- APPAIRENT
- Posts
- 💐 3 "Plays" to Lift from Mother's Day
💐 3 "Plays" to Lift from Mother's Day
There's a lot of good to learn from a Hallmark Holiday

Gif by Runninglateclub on Giphy
What if the best parts of today became your everyday partnership?
Moms reading this, I’m not going to say too much on Mother’s Day. B/c I’m going to trust that your husband will tell you some of the unique ways that you are an amazing mother. I’m going to assume he will make you feel special as a woman and his wife, in addition to the other hugely important (but chronologically last) role you stepped into.
And I’ll assume he also reads this, isn’t tone deaf, and takes a hint 😅.
Since this newsletter helps couples put their relationship back in the front seat while grinding at work and parenting, let me steer us back there.
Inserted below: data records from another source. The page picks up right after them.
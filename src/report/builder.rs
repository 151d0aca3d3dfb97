/*!
 * Document tree builder.
 *
 * Turns classified lines into blocks, preceded by the fixed title heading and
 * the generation timestamp paragraph.
 */

use chrono::{DateTime, Utc};

use super::inline::tokenize;
use super::model::{Block, GENERATED_ON_PREFIX, HeadingLevel, Line, REPORT_TITLE, ReportDocument, Span};
use super::splitter::{HEADING_MARKER, split_lines};

/// Format of the timestamp in the lead paragraph
pub const TIMESTAMP_FORMAT: &str = "%Y-%m-%d %H:%M UTC";

/// Builds a [`ReportDocument`] from classified lines.
#[derive(Debug, Clone)]
pub struct DocumentBuilder {
    generated_at: DateTime<Utc>,
}

impl DocumentBuilder {
    /// Builder stamping documents with the given generation time.
    pub fn new(generated_at: DateTime<Utc>) -> Self {
        Self { generated_at }
    }

    /// Builder stamping documents with the current time.
    pub fn now() -> Self {
        Self::new(Utc::now())
    }

    /// Assemble the document. Total over any input, including no lines.
    pub fn build(&self, lines: &[Line]) -> ReportDocument {
        let mut blocks = Vec::with_capacity(lines.len() + ReportDocument::LEAD_BLOCKS);
        blocks.extend(self.lead_blocks());

        for line in lines {
            if line.is_heading {
                blocks.push(Block::heading(heading_text(&line.content)));
            } else {
                blocks.push(Block::paragraph(tokenize(&line.content)));
            }
        }

        ReportDocument { blocks }
    }

    fn lead_blocks(&self) -> [Block; ReportDocument::LEAD_BLOCKS] {
        [
            Block::Heading {
                text: REPORT_TITLE.to_string(),
                level: HeadingLevel::Title,
            },
            Block::paragraph(vec![Span::plain(format!(
                "{}{}",
                GENERATED_ON_PREFIX,
                self.generated_at.format(TIMESTAMP_FORMAT)
            ))]),
        ]
    }
}

/// Strip the `###` marker and at most one following space from a heading line.
fn heading_text(content: &str) -> String {
    let trimmed = content.trim();
    let rest = trimmed.strip_prefix(HEADING_MARKER).unwrap_or(trimmed);
    rest.strip_prefix(' ').unwrap_or(rest).to_string()
}

/// Run the whole pipeline: split, tokenize and build.
pub fn format_report(text: &str, generated_at: DateTime<Utc>) -> ReportDocument {
    DocumentBuilder::new(generated_at).build(&split_lines(text))
}

#[cfg(test)]
mod tests {
    use super::*;
    use chrono::TimeZone;

    fn fixed_time() -> DateTime<Utc> {
        Utc.with_ymd_and_hms(2024, 3, 15, 9, 30, 0).unwrap()
    }

    #[test]
    fn test_build_withNoLines_shouldReturnLeadBlocksOnly() {
        let doc = DocumentBuilder::new(fixed_time()).build(&[]);
        assert_eq!(doc.blocks.len(), 2);
        assert_eq!(
            doc.blocks[0],
            Block::Heading {
                text: "Supplier Report".to_string(),
                level: HeadingLevel::Title
            }
        );
        assert_eq!(
            doc.blocks[1],
            Block::paragraph(vec![Span::plain("Generated on: 2024-03-15 09:30 UTC")])
        );
    }

    #[test]
    fn test_build_withHeadingLine_shouldStripMarker() {
        let doc = format_report("### Event Overview", fixed_time());
        assert_eq!(doc.blocks[2], Block::heading("Event Overview"));
    }

    #[test]
    fn test_build_withExtraHashes_shouldKeepThemInText() {
        let doc = format_report("#### Deep", fixed_time());
        assert_eq!(doc.blocks[2], Block::heading("# Deep"));
    }

    #[test]
    fn test_build_withIndentedHeading_shouldTrimBeforeStripping() {
        let doc = format_report("   ###Budget  ", fixed_time());
        assert_eq!(doc.blocks[2], Block::heading("Budget"));
    }

    #[test]
    fn test_build_withBoldInHeading_shouldNotTokenize() {
        let doc = format_report("### **Suppliers**", fixed_time());
        assert_eq!(doc.blocks[2], Block::heading("**Suppliers**"));
    }

    #[test]
    fn test_build_withBlankLine_shouldEmitEmptyParagraph() {
        let doc = format_report("a\n\nb", fixed_time());
        assert_eq!(doc.blocks.len(), 5);
        assert_eq!(doc.blocks[3], Block::paragraph(vec![Span::plain("")]));
    }

    #[test]
    fn test_formatReport_endToEnd_shouldMatchExpectedTree() {
        let text = "### Event Overview\nThe event \"**Gala**\" is scheduled for **2024-04-01**.";
        let doc = format_report(text, fixed_time());

        assert_eq!(doc.blocks.len(), 4);
        assert_eq!(doc.blocks[2], Block::heading("Event Overview"));
        assert_eq!(
            doc.blocks[3],
            Block::paragraph(vec![
                Span::plain("The event \""),
                Span::emphasized("Gala"),
                Span::plain("\" is scheduled for "),
                Span::emphasized("2024-04-01"),
                Span::plain("."),
            ])
        );
    }
}
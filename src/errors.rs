/*!
 * Error types for the eventdesk application.
 *
 * This module contains custom error types for different parts of the application,
 * using the thiserror crate for ergonomic error definitions.
 */

use thiserror::Error;

/// Errors that can occur when working with provider APIs
#[derive(Error, Debug)]
pub enum ProviderError {
    /// Error when making an API request fails
    #[error("API request failed: {0}")]
    RequestFailed(String),

    /// Error when parsing an API response fails
    #[error("Failed to parse API response: {0}")]
    ParseError(String),

    /// Error returned by the API itself
    #[error("API responded with error: {status_code} - {message}")]
    ApiError {
        /// HTTP status code
        status_code: u16,
        /// Error message from the API
        message: String,
    },

    /// Error establishing or maintaining a connection
    #[error("Connection error: {0}")]
    ConnectionError(String),

    /// Error related to rate limiting
    #[error("Rate limit exceeded: {0}")]
    RateLimitExceeded(String),

    /// Error with authentication
    #[error("Authentication error: {0}")]
    AuthenticationError(String),

    /// The provider answered but produced no text
    #[error("Provider returned an empty response")]
    EmptyResponse,
}

impl ProviderError {
    /// Whether a retry has a chance of succeeding
    pub fn is_retryable(&self) -> bool {
        match self {
            Self::ConnectionError(_) | Self::RateLimitExceeded(_) => true,
            Self::ApiError { status_code, .. } => *status_code >= 500,
            _ => false,
        }
    }
}

/// Errors raised while validating or looking up records
#[derive(Error, Debug, PartialEq)]
pub enum RecordError {
    /// No row with this identifier
    #[error("{entity} not found: {id}")]
    NotFound {
        /// Kind of record (event, supplier, ...)
        entity: &'static str,
        /// Identifier or key that was looked up
        id: String,
    },

    /// A unique key is already taken
    #[error("Duplicate record: {0}")]
    Duplicate(String),

    /// A field failed validation
    #[error("Invalid {field}: {message}")]
    Invalid {
        /// Field name
        field: &'static str,
        /// What is wrong with it
        message: String,
    },

    /// A supplier tried to act on a deliverable that is not theirs
    #[error("Deliverable {deliverable} is not assigned to supplier '{supplier}'")]
    NotAssigned {
        /// Supplier username
        supplier: String,
        /// Deliverable id
        deliverable: i64,
    },
}

impl RecordError {
    pub fn not_found(entity: &'static str, id: impl ToString) -> Self {
        Self::NotFound {
            entity,
            id: id.to_string(),
        }
    }

    pub fn invalid(field: &'static str, message: impl Into<String>) -> Self {
        Self::Invalid {
            field,
            message: message.into(),
        }
    }
}

/// Errors that can occur while generating a report
#[derive(Error, Debug)]
pub enum ReportError {
    /// Error from the provider API
    #[error("Provider error: {0}")]
    Provider(#[from] ProviderError),

    /// Error with the records the report is built from
    #[error("Record error: {0}")]
    Record(#[from] RecordError),

    /// Error from the database layer
    #[error("Storage error: {0}")]
    Storage(String),

    /// Error while packaging the document
    #[error("Render error: {0}")]
    Render(String),
}

impl From<anyhow::Error> for ReportError {
    fn from(error: anyhow::Error) -> Self {
        let error = match error.downcast::<RecordError>() {
            Ok(record) => return Self::Record(record),
            Err(other) => other,
        };
        match error.downcast::<ProviderError>() {
            Ok(provider) => Self::Provider(provider),
            Err(other) => Self::Storage(format!("{:#}", other)),
        }
    }
}

impl From<zip::result::ZipError> for ReportError {
    fn from(error: zip::result::ZipError) -> Self {
        Self::Render(error.to_string())
    }
}

impl From<std::io::Error> for ReportError {
    fn from(error: std::io::Error) -> Self {
        Self::Render(error.to_string())
    }
}

/// Main application error type that wraps all other errors
#[derive(Error, Debug)]
pub enum AppError {
    /// Error from a file operation
    #[error("File error: {0}")]
    File(String),

    /// Error from a provider
    #[error("Provider error: {0}")]
    Provider(#[from] ProviderError),

    /// Error from record handling
    #[error("Record error: {0}")]
    Record(#[from] RecordError),

    /// Error from report generation
    #[error("Report error: {0}")]
    Report(#[from] ReportError),

    /// Any other error
    #[error("Unknown error: {0}")]
    Unknown(String),
}

// Utility functions for error conversion
impl From<anyhow::Error> for AppError {
    fn from(error: anyhow::Error) -> Self {
        Self::Unknown(error.to_string())
    }
}

impl From<std::io::Error> for AppError {
    fn from(error: std::io::Error) -> Self {
        Self::File(error.to_string())
    }
}
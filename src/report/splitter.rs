/*!
 * Section splitting: raw report text into classified lines.
 */

use super::model::Line;

/// Literal prefix that marks a heading line
pub const HEADING_MARKER: &str = "###";

/// Split raw report text on `'\n'`, keeping empty lines, and classify each line.
///
/// Joining the returned contents with `'\n'` reproduces the input exactly.
pub fn split_lines(text: &str) -> Vec<Line> {
    text.split('\n')
        .map(|content| Line {
            is_heading: is_heading(content),
            content: content.to_string(),
        })
        .collect()
}

/// Heading iff the trimmed line starts with `###`.
pub fn is_heading(content: &str) -> bool {
    content.trim().starts_with(HEADING_MARKER)
}
use anyhow::{Context, Result};
use indicatif::{ProgressBar, ProgressStyle};
use log::{info, warn};
use std::path::{Path, PathBuf};
use std::sync::Arc;
use std::time::{Duration, Instant};

use crate::app_config::Config;
use crate::database::{DatabaseConnection, Repository};
use crate::file_utils::FileManager;
use crate::portal::SupplierPortal;
use crate::providers::{Provider, build_provider};
use crate::report::docx::EVENT_REPORT_FILENAME;
use crate::report::{GeneratedReport, ReportMode, ReportService};

// @module: Application controller for report generation

/// Main application controller
pub struct Controller {
    // @field: App configuration
    config: Config,
    repository: Repository,
    /// Provider override; built from the configuration when absent
    provider: Option<Arc<dyn Provider>>,
}

impl Controller {
    // @method: Create a new controller with the given configuration
    pub fn with_config(config: Config) -> Result<Self> {
        let db_path = config.resolve_database_path()?;
        let db = DatabaseConnection::new(&db_path)
            .with_context(|| format!("Failed to open database at {:?}", db_path))?;
        Ok(Self::with_repository(config, Repository::new(db)))
    }

    /// Controller over an existing repository
    pub fn with_repository(config: Config, repository: Repository) -> Self {
        Self {
            config,
            repository,
            provider: None,
        }
    }

    /// Use the given provider instead of the configured one
    pub fn with_provider(mut self, provider: Arc<dyn Provider>) -> Self {
        self.provider = Some(provider);
        self
    }

    pub fn config(&self) -> &Config {
        &self.config
    }

    pub fn repository(&self) -> &Repository {
        &self.repository
    }

    fn output_dir(&self, output_dir: Option<PathBuf>) -> PathBuf {
        output_dir.unwrap_or_else(|| PathBuf::from(&self.config.report.output_dir))
    }

    fn report_service(&self, mode: ReportMode) -> Result<ReportService> {
        let service = ReportService::new(self.repository.clone(), self.config.report.style.clone());
        if mode == ReportMode::Offline {
            return Ok(service);
        }

        let provider = match &self.provider {
            Some(provider) => provider.clone(),
            None => Arc::from(build_provider(&self.config.generation)?),
        };
        Ok(service.with_provider(provider, self.config.generation.common.clone()))
    }

    /// Generate one event report into `output_dir`.
    ///
    /// Returns `None` when the output already exists and `force_overwrite` is off.
    pub async fn run_event_report(
        &self,
        event_id: i64,
        mode: ReportMode,
        output_dir: Option<PathBuf>,
        force_overwrite: bool,
    ) -> Result<Option<PathBuf>> {
        let start_time = Instant::now();
        let event = self
            .repository
            .get_event(event_id)
            .await?
            .ok_or_else(|| crate::errors::RecordError::not_found("event", event_id))?;

        // Check before generating so no provider call is wasted
        let output_path = self
            .output_dir(output_dir)
            .join(FileManager::report_file_name(&event.name, EVENT_REPORT_FILENAME));
        if output_path.exists() && !force_overwrite {
            warn!("Skipping report, {:?} already exists (use --force to overwrite)", output_path);
            return Ok(None);
        }

        let service = self.report_service(mode)?;
        let spinner = (mode == ReportMode::Ai).then(|| Self::spinner(&format!("Writing report for {}", event.name)));
        let result = service.generate_event_report(event_id, mode).await;
        if let Some(spinner) = spinner {
            spinner.finish_and_clear();
        }
        let report = result?;

        if let Some(usage) = &report.usage {
            info!("{}", usage);
        }
        self.save_report(&report, &output_path, force_overwrite)?;
        info!("Report generated in {}", Self::format_duration(start_time.elapsed()));
        Ok(Some(output_path))
    }

    /// Generate the all-events overview report
    pub async fn run_overview_report(&self, output_dir: Option<PathBuf>, force_overwrite: bool) -> Result<Option<PathBuf>> {
        let service = self.report_service(ReportMode::Offline)?;
        let report = service.generate_overview_report().await?;

        let output_path = self.output_dir(output_dir).join(&report.file_name);
        if output_path.exists() && !force_overwrite {
            warn!("Skipping report, {:?} already exists (use --force to overwrite)", output_path);
            return Ok(None);
        }
        self.save_report(&report, &output_path, force_overwrite)?;
        Ok(Some(output_path))
    }

    /// Format an existing report text file into `<stem>.docx`
    pub fn format_text_file(
        &self,
        input_file: &Path,
        output_dir: Option<PathBuf>,
        force_overwrite: bool,
    ) -> Result<Option<PathBuf>> {
        let text = FileManager::read_to_string(input_file)?;
        let stem = input_file
            .file_stem()
            .map(|s| s.to_string_lossy().to_string())
            .unwrap_or_else(|| "report".to_string());

        let output_dir = match output_dir {
            Some(dir) => dir,
            None => input_file
                .parent()
                .map(Path::to_path_buf)
                .unwrap_or_else(|| PathBuf::from(".")),
        };
        let output_path = output_dir.join(format!("{}.docx", stem));
        if output_path.exists() && !force_overwrite {
            warn!("Skipping report, {:?} already exists (use --force to overwrite)", output_path);
            return Ok(None);
        }

        let report = self.report_service(ReportMode::Offline)?.format_text(&text)?;
        self.save_report(&report, &output_path, force_overwrite)?;
        Ok(Some(output_path))
    }

    /// Open the supplier portal for `username`
    pub async fn open_portal(&self, username: &str) -> Result<SupplierPortal> {
        let storage_dir = self.config.resolve_storage_dir()?;
        SupplierPortal::open(self.repository.clone(), username, storage_dir).await
    }

    /// Check that the configured provider answers
    pub async fn test_provider(&self) -> Result<()> {
        let provider = match &self.provider {
            Some(provider) => provider.clone(),
            None => Arc::from(build_provider(&self.config.generation)?),
        };
        let spinner = Self::spinner(&format!("Contacting {}", provider.name()));
        let result = provider.test_connection().await;
        spinner.finish_and_clear();
        result?;
        info!("{} is reachable", provider.name());
        Ok(())
    }

    fn save_report(&self, report: &GeneratedReport, output_path: &Path, force_overwrite: bool) -> Result<()> {
        FileManager::write_bytes(output_path, &report.bytes, force_overwrite)?;
        info!("Success: {}", output_path.display());
        Ok(())
    }

    fn spinner(message: &str) -> ProgressBar {
        let spinner = ProgressBar::new_spinner();
        let style = ProgressStyle::default_spinner()
            .template("{spinner:.cyan} [{elapsed_precise}] {msg}")
            .unwrap_or_else(|_| ProgressStyle::default_spinner());
        spinner.set_style(style);
        spinner.set_message(message.to_string());
        spinner.enable_steady_tick(Duration::from_millis(120));
        spinner
    }

    // Format duration in a human-readable format
    fn format_duration(duration: Duration) -> String {
        let total_seconds = duration.as_secs();
        let hours = total_seconds / 3600;
        let minutes = (total_seconds % 3600) / 60;
        let seconds = total_seconds % 60;

        if hours > 0 {
            format!("{}h {}m {}s", hours, minutes, seconds)
        } else if minutes > 0 {
            format!("{}m {}s", minutes, seconds)
        } else {
            format!("{}.{:03}s", seconds, duration.subsec_millis())
        }
    }
}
I'm cynical about Hallmark holidays. But they do encapsulate behaviors worth adopting year-round. What's being celebrated today should be celebrated more regularly, modestly, and genuinely—not just on one card-company-dictated day.
So let’s take a few of those concepts and run with them for one another. When it’s not Whoever’s Day. Let’s just make it an awesome intentional life.
Know any hard-working parents out there? Help them out! Forward this email or sign them up for the weekly newsletter. Forward it to your HR team or Parent ERG leader at your place of work. We can support every couple in your organization. And word of mouth is currently our best growth tool to serve more. Thank you!
So what are those core tenants you’ll likely notice on a day like Mother’s Day? They indirectly follow the 5 languages of love pretty closely, just all condensed into a single day:
Intentional Time → Making space to recognize what matters
Acts of Service → Giving back to those who typically serve others
Breaking Routine → Stepping outside the normal patterns
Creating Space → Allowing genuine self-care (not just chore/work catch-up)
Let’s take the good from today (minus the insanity and overbookings at restaurants), and extend it into opportunities over the next 4-8 weeks that get the good vibes for both giver and recipient. I’ll guarantee us all that what these days came to be are actually meant to be how we show appreciation to each other and ourselves throughout the year.
If you read this newsletter often, what I’m imploring you to do here will be no surprise. It isn’t rocket science and it isn’t new. It’s about intention and execution. And the hope is that this is the weekly newsletter that gets you to act. If you’re a DIY’er, set it up yourself. Or, you can act and signup for Appairent b/c…this is what we do.
Schedule some Self-Care…for your Spouse
But for your spouse, not you. And I sincerely hope you’ve signed them up for the newsletter. B/c I want you both to do it for each other. That’s the giving contest at work!
While I believe in folks putting their oxygen mask on first, it’s such a classier move for you to make it available to them.
Block 2 hours in an evening for them, or schedule to bounce from work a few hours early to give them the afternoon off in the start of Summer.
Date Night Blocker
On your way to brunch, dinner, or whatever celebration ask the non-driver to pull out the calendar.
Just like celebrating your person on Whatever’s Day, celebrating your actual relationship without a milestone is so worth it. Something to look forward to, and something worth celebrating.
Find a night to block for a date night in the next 4-8 weeks.
Summer’s upon us and it’s a funny one. Plenty of family/parenting opportunities…but we once made it to end of summer and realized we hadn’t made a single night for us.
Buy an Extra Card…
Hallmark makes me vomit, but gets one thing right: In a world of content overload, cards give space for authentic affirmation (and never about what their stupid card says by default).
Pickup an extra card or two.
And it might sound cheesy to you, but put 2 dates on the calendar to give them…when the alert pops up I bet you’ll have something unique and nice to say.
Celebrate, Authentically.
Let me be clear: let’s ALL go enjoy THIS day in support of moms and where appropriate recognize what a big role that plays to a wife. At first I don’t love that Mother’s Day is one mass celebration that’s a bit forced. But I chose to change my perspective, and I’m going to legitimately enjoy celebrating my wife and my son’s mother.
Giving a gift, breaking bread in a special place, adding some intentional words of affirmation, and serving those we love…that’s truly a joy.
And it’s a joy to the giver that creates more joy for the receiver. It’s part of the giving contest that can make this world and your relationship the best place to be. We can’t spend every hour of every day doing this, but isn’t this a core part of our mission? For years I got the script flipped, but we can flip it back (and excel in both).
So enjoy today, and let’s challenge ourselves and each other to find ways- big and small - to do some of it again before the next Whatever’s Day.